◆ **Activity**: Set down exactly the lines below, starting at the one that contains "let delta_lambda = (lon2" and ending at the one that contains "and incidents without", with both of those lines included and nothing else.

◆ **Data excerpts**:
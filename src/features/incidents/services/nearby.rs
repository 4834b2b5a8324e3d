use crate::features::incidents::models::{Incident, IncidentStatus};
use crate::shared::constants::{EARTH_RADIUS_M, NEARBY_RESULT_LIMIT};

/// An incident paired with its distance from the query point
#[derive(Debug)]
pub struct NearbyIncident {
    pub incident: Incident,
    pub distance_meters: f64,
}

/// Great-circle distance by the spherical law of cosines. The dot product is
/// clamped before `acos` so identical points cannot produce NaN.
pub fn distance_meters(lat1: f64, lon1: f64, lat2: f64, lon2: f64) -> f64 {
    let phi1 = lat1.to_radians();
    let phi2 = lat2.to_radians();
    let delta_lambda = (lon2 - lon1).to_radians();

    let cos_angle = phi1.sin() * phi2.sin() + phi1.cos() * phi2.cos() * delta_lambda.cos();
    EARTH_RADIUS_M * cos_angle.clamp(-1.0, 1.0).acos()
}

/// Rank incidents around a point. Resolved incidents and incidents without
/// coordinates never appear; inclusion is strictly inside the radius, closest
/// first, capped at ten results.
pub fn rank(incidents: Vec<Incident>, latitude: f64, longitude: f64, radius: f64) -> Vec<NearbyIncident> {
    let mut ranked: Vec<NearbyIncident> = incidents
        .into_iter()
        .filter(|incident| incident.status != IncidentStatus::Resolved)
        .filter_map(|incident| {
            let (lat, lng) = incident.coordinates()?;
            let distance = distance_meters(latitude, longitude, lat, lng);
            (distance < radius).then_some(NearbyIncident {
                incident,
                distance_meters: distance,
            })
        })
        .collect();

    ranked.sort_by(|a, b| a.distance_meters.total_cmp(&b.distance_meters));
    ranked.truncate(NEARBY_RESULT_LIMIT);
    ranked
}
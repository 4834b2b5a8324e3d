use async_trait::async_trait;
use std::collections::HashMap;
use tokio::sync::RwLock;
use uuid::Uuid;

use crate::features::auth::model::AuthenticatedUser;

/// Opaque credential -> caller identity map. The enrichment core never sees
/// how credentials are issued; it only resolves them through this seam.
#[async_trait]
pub trait TokenStore: Send + Sync {
    async fn get(&self, token: &str) -> Option<AuthenticatedUser>;
    async fn put(&self, token: String, user: AuthenticatedUser);
    async fn delete(&self, token: &str);
}

/// Process-local token store. Tokens do not survive a restart; clients are
/// expected to log in again.
#[derive(Default)]
pub struct InMemoryTokenStore {
    entries: RwLock<HashMap<String, AuthenticatedUser>>,
}

impl InMemoryTokenStore {
    pub fn new() -> Self {
        Self::default()
    }
}

#[async_trait]
impl TokenStore for InMemoryTokenStore {
    async fn get(&self, token: &str) -> Option<AuthenticatedUser> {
        self.entries.read().await.get(token).cloned()
    }

    async fn put(&self, token: String, user: AuthenticatedUser) {
        self.entries.write().await.insert(token, user);
    }

    async fn delete(&self, token: &str) {
        self.entries.write().await.remove(token);
    }
}

/// Generate a fresh opaque token (64 hex chars).
pub fn generate_token() -> String {
    format!(
        "{}{}",
        Uuid::new_v4().simple(),
        Uuid::new_v4().simple()
    )
}

#[cfg(test)]
mod tests {
    use super::*;

    fn user() -> AuthenticatedUser {
        AuthenticatedUser {
            id: 7,
            username: "reporter".to_string(),
            role: "user".to_string(),
        }
    }

    #[tokio::test]
    async fn put_get_delete_roundtrip() {
        let store = InMemoryTokenStore::new();
        let token = generate_token();

        store.put(token.clone(), user()).await;
        assert_eq!(store.get(&token).await.unwrap().username, "reporter");

        store.delete(&token).await;
        assert!(store.get(&token).await.is_none());
    }

    #[test]
    fn tokens_are_unique_and_opaque() {
        let a = generate_token();
        let b = generate_token();
        assert_ne!(a, b);
        assert_eq!(a.len(), 64);
    }
}
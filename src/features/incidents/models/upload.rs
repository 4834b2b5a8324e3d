/// An image received with a submission, held in memory until it is stored
/// and its metadata has been inspected.
#[derive(Debug, Clone)]
pub struct ImageUpload {
    pub file_name: String,
    pub content_type: String,
    pub bytes: Vec<u8>,
}
use serde::{Deserialize, Serialize};
use utoipa::ToSchema;

/// Flat error body used across the API: `{"status": "error", "message": ...}`
#[derive(Debug, Serialize, Deserialize, ToSchema)]
pub struct ErrorResponse {
    pub status: String,
    pub message: String,
}

impl ErrorResponse {
    pub fn new(message: impl Into<String>) -> Self {
        Self {
            status: "error".to_string(),
            message: message.into(),
        }
    }
}

/// Simple `{"message": ...}` body for acknowledgement responses
#[derive(Debug, Serialize, Deserialize, ToSchema)]
pub struct MessageResponse {
    pub message: String,
}

impl MessageResponse {
    pub fn new(message: impl Into<String>) -> Self {
        Self {
            message: message.into(),
        }
    }
}
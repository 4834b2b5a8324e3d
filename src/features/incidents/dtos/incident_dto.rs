use chrono::{DateTime, Utc};
use serde::{Deserialize, Serialize};
use utoipa::{IntoParams, ToSchema};

use crate::features::incidents::models::Incident;
use crate::features::incidents::providers::maps_link_for;
use crate::features::incidents::services::nearby::NearbyIncident;
use crate::shared::datetime::format_ist;

/// Flat ingestion response: the resolved bundle plus the description, no
/// nesting and no extra keys
#[derive(Debug, Serialize, ToSchema)]
pub struct SubmitIncidentResponse {
    pub status: String,
    pub place_name: String,
    pub full_address: String,
    pub nearest_landmark: String,
    pub area: String,
    pub city: String,
    pub taluk: String,
    pub district: String,
    pub state: String,
    pub pincode: String,
    pub country: String,
    pub google_maps_link: String,
    pub photo_analysis: String,
    pub user_description: String,
    pub reported_datetime: String,
}

impl From<&Incident> for SubmitIncidentResponse {
    fn from(incident: &Incident) -> Self {
        Self {
            status: "success".to_string(),
            place_name: incident.place_name.clone(),
            full_address: incident.full_address.clone(),
            nearest_landmark: incident.nearest_landmark.clone(),
            area: incident.area.clone(),
            city: incident.city.clone(),
            taluk: incident.taluk.clone(),
            district: incident.district.clone(),
            state: incident.state.clone(),
            pincode: incident.pincode.clone(),
            country: incident.country.clone(),
            google_maps_link: incident.maps_link.clone(),
            photo_analysis: incident.photo_analysis.clone(),
            user_description: incident.description.clone().unwrap_or_default(),
            reported_datetime: format_ist(incident.created_at),
        }
    }
}

/// Full incident row plus the IST-formatted submission time
#[derive(Debug, Serialize, ToSchema)]
pub struct IncidentResponse {
    pub id: i64,
    pub title: String,
    pub description: Option<String>,
    pub category: String,
    pub location: String,
    pub latitude: Option<f64>,
    pub longitude: Option<f64>,
    pub status: String,
    pub image_url: String,
    pub user_id: String,
    pub department: Option<String>,
    pub place_name: String,
    pub full_address: String,
    pub nearest_landmark: String,
    pub area: String,
    pub city: String,
    pub taluk: String,
    pub district: String,
    pub state: String,
    pub pincode: String,
    pub country: String,
    pub google_maps_link: String,
    pub photo_analysis: String,
    pub created_at: DateTime<Utc>,
    pub updated_at: DateTime<Utc>,
    pub reported_datetime: String,
}

impl From<&Incident> for IncidentResponse {
    fn from(incident: &Incident) -> Self {
        Self {
            id: incident.id,
            title: incident.title.clone(),
            description: incident.description.clone(),
            category: incident.category.to_string(),
            location: incident.location.clone(),
            latitude: incident.latitude,
            longitude: incident.longitude,
            status: incident.status.to_string(),
            image_url: incident.image_url.clone(),
            user_id: incident.user_id.clone(),
            department: incident.department.clone(),
            place_name: incident.place_name.clone(),
            full_address: incident.full_address.clone(),
            nearest_landmark: incident.nearest_landmark.clone(),
            area: incident.area.clone(),
            city: incident.city.clone(),
            taluk: incident.taluk.clone(),
            district: incident.district.clone(),
            state: incident.state.clone(),
            pincode: incident.pincode.clone(),
            country: incident.country.clone(),
            google_maps_link: incident.maps_link.clone(),
            photo_analysis: incident.photo_analysis.clone(),
            created_at: incident.created_at,
            updated_at: incident.updated_at,
            reported_datetime: format_ist(incident.created_at),
        }
    }
}

/// `/incidents/{id}/location` payload: the bundle viewed on its own
#[derive(Debug, Serialize, ToSchema)]
pub struct LocationDetailsResponse {
    pub status: String,
    pub place_name: String,
    pub full_address: String,
    pub nearest_landmark: String,
    pub area: String,
    pub city: String,
    pub taluk: String,
    pub district: String,
    pub state: String,
    pub pincode: String,
    pub country: String,
    pub google_maps_link: String,
    pub photo_analysis: String,
    pub user_description: String,
}

impl From<&Incident> for LocationDetailsResponse {
    fn from(incident: &Incident) -> Self {
        let full_address = if incident.full_address.is_empty() {
            incident.location.clone()
        } else {
            incident.full_address.clone()
        };
        let google_maps_link = if incident.maps_link.is_empty() {
            incident
                .coordinates()
                .map(|(lat, lng)| maps_link_for(lat, lng))
                .unwrap_or_default()
        } else {
            incident.maps_link.clone()
        };

        Self {
            status: "success".to_string(),
            place_name: incident.place_name.clone(),
            full_address,
            nearest_landmark: incident.nearest_landmark.clone(),
            area: incident.area.clone(),
            city: incident.city.clone(),
            taluk: incident.taluk.clone(),
            district: incident.district.clone(),
            state: incident.state.clone(),
            pincode: incident.pincode.clone(),
            country: incident.country.clone(),
            google_maps_link,
            photo_analysis: incident.photo_analysis.clone(),
            user_description: incident.description.clone().unwrap_or_default(),
        }
    }
}

#[derive(Debug, Serialize, ToSchema)]
pub struct NearbyIncidentResponse {
    #[serde(flatten)]
    pub incident: IncidentResponse,
    pub distance: f64,
}

impl From<&NearbyIncident> for NearbyIncidentResponse {
    fn from(nearby: &NearbyIncident) -> Self {
        Self {
            incident: IncidentResponse::from(&nearby.incident),
            distance: nearby.distance_meters,
        }
    }
}

#[derive(Debug, Default, Deserialize, IntoParams)]
pub struct ListIncidentsQuery {
    pub category: Option<String>,
    pub status: Option<String>,
    pub department: Option<String>,
    #[serde(alias = "userId")]
    pub user_id: Option<String>,
}

#[derive(Debug, Deserialize, IntoParams)]
pub struct NearbyQuery {
    pub latitude: Option<f64>,
    pub longitude: Option<f64>,
    pub radius: Option<f64>,
}

#[derive(Debug, Deserialize, IntoParams)]
pub struct RoleBasedQuery {
    pub selected_state: Option<String>,
    pub selected_taluk: Option<String>,
}

#[derive(Debug, Deserialize, ToSchema)]
pub struct UpdateStatusDto {
    pub status: String,
    pub department: Option<String>,
}

#[derive(Debug, Deserialize, ToSchema)]
pub struct ConvertLocationDto {
    pub latitude: Option<f64>,
    pub longitude: Option<f64>,
}

#[derive(Debug, Serialize, ToSchema)]
pub struct ConvertLocationResponse {
    pub status: String,
    pub place_name: String,
    pub full_address: String,
    pub nearest_landmark: String,
    pub area: String,
    pub city: String,
    pub taluk: String,
    pub district: String,
    pub state: String,
    pub pincode: String,
    pub country: String,
    pub google_maps_link: String,
}

/// Role-scoped listing payloads

#[derive(Debug, Serialize, ToSchema)]
pub struct ReportLocationDetails {
    pub place_name: String,
    pub full_address: String,
    pub nearest_landmark: String,
    pub area: String,
    pub taluk: String,
    pub district: String,
    pub state: String,
    pub pincode: String,
    pub country: String,
    pub google_maps_link: String,
}

#[derive(Debug, Serialize, ToSchema)]
pub struct ReportIssueDetails {
    pub user_id: String,
    pub description: String,
    pub photo_analysis: String,
}

#[derive(Debug, Serialize, ToSchema)]
pub struct RoleBasedReport {
    pub id: i64,
    pub title: String,
    pub description: Option<String>,
    pub category: String,
    pub status: String,
    pub location_details: ReportLocationDetails,
    pub issue_details: ReportIssueDetails,
    #[serde(skip_serializing_if = "Option::is_none")]
    pub reported_datetime: Option<String>,
    pub image_url: String,
    pub created_at: DateTime<Utc>,
}

impl RoleBasedReport {
    pub fn from_incident(incident: &Incident, with_datetime: bool) -> Self {
        let full_address = if incident.full_address.is_empty() {
            incident.location.clone()
        } else {
            incident.full_address.clone()
        };
        let google_maps_link = if incident.maps_link.is_empty() {
            incident
                .coordinates()
                .map(|(lat, lng)| maps_link_for(lat, lng))
                .unwrap_or_default()
        } else {
            incident.maps_link.clone()
        };

        Self {
            id: incident.id,
            title: incident.title.clone(),
            description: incident.description.clone(),
            category: incident.category.to_string(),
            status: incident.status.to_string(),
            location_details: ReportLocationDetails {
                place_name: incident.place_name.clone(),
                full_address,
                nearest_landmark: incident.nearest_landmark.clone(),
                area: incident.area.clone(),
                taluk: incident.taluk.clone(),
                district: incident.district.clone(),
                state: incident.state.clone(),
                pincode: incident.pincode.clone(),
                country: incident.country.clone(),
                google_maps_link,
            },
            issue_details: ReportIssueDetails {
                user_id: incident.user_id.clone(),
                description: incident.description.clone().unwrap_or_default(),
                photo_analysis: incident.photo_analysis.clone(),
            },
            reported_datetime: with_datetime.then(|| format_ist(incident.created_at)),
            image_url: incident.image_url.clone(),
            created_at: incident.created_at,
        }
    }
}

#[derive(Debug, Serialize, ToSchema)]
pub struct UserRoleResponse {
    pub status: String,
    #[serde(skip_serializing_if = "Option::is_none")]
    pub message: Option<String>,
    pub role: String,
    pub user_visible_reports: Vec<RoleBasedReport>,
}

#[derive(Debug, Serialize, ToSchema)]
pub struct AdminFilters {
    pub selected_state: String,
    pub selected_taluk: String,
    pub passes_filter: bool,
}

#[derive(Debug, Serialize, ToSchema)]
pub struct HeatmapPoint {
    pub lat: f64,
    pub lng: f64,
}

#[derive(Debug, Serialize, ToSchema)]
pub struct AdminRoleResponse {
    pub status: String,
    pub role: String,
    pub admin_filters: AdminFilters,
    pub admin_heatmap_data: Vec<HeatmapPoint>,
    pub reports: Vec<RoleBasedReport>,
    pub total_count: usize,
}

◆ **Exercise answer**:
    let delta_lambda = (lon2 - lon1).to_radians();

    let cos_angle = phi1.sin() * phi2.sin() + phi1.cos() * phi2.cos() * delta_lambda.cos();
    EARTH_RADIUS_M * cos_angle.clamp(-1.0, 1.0).acos()
}

/// Rank incidents around a point. Resolved incidents and incidents without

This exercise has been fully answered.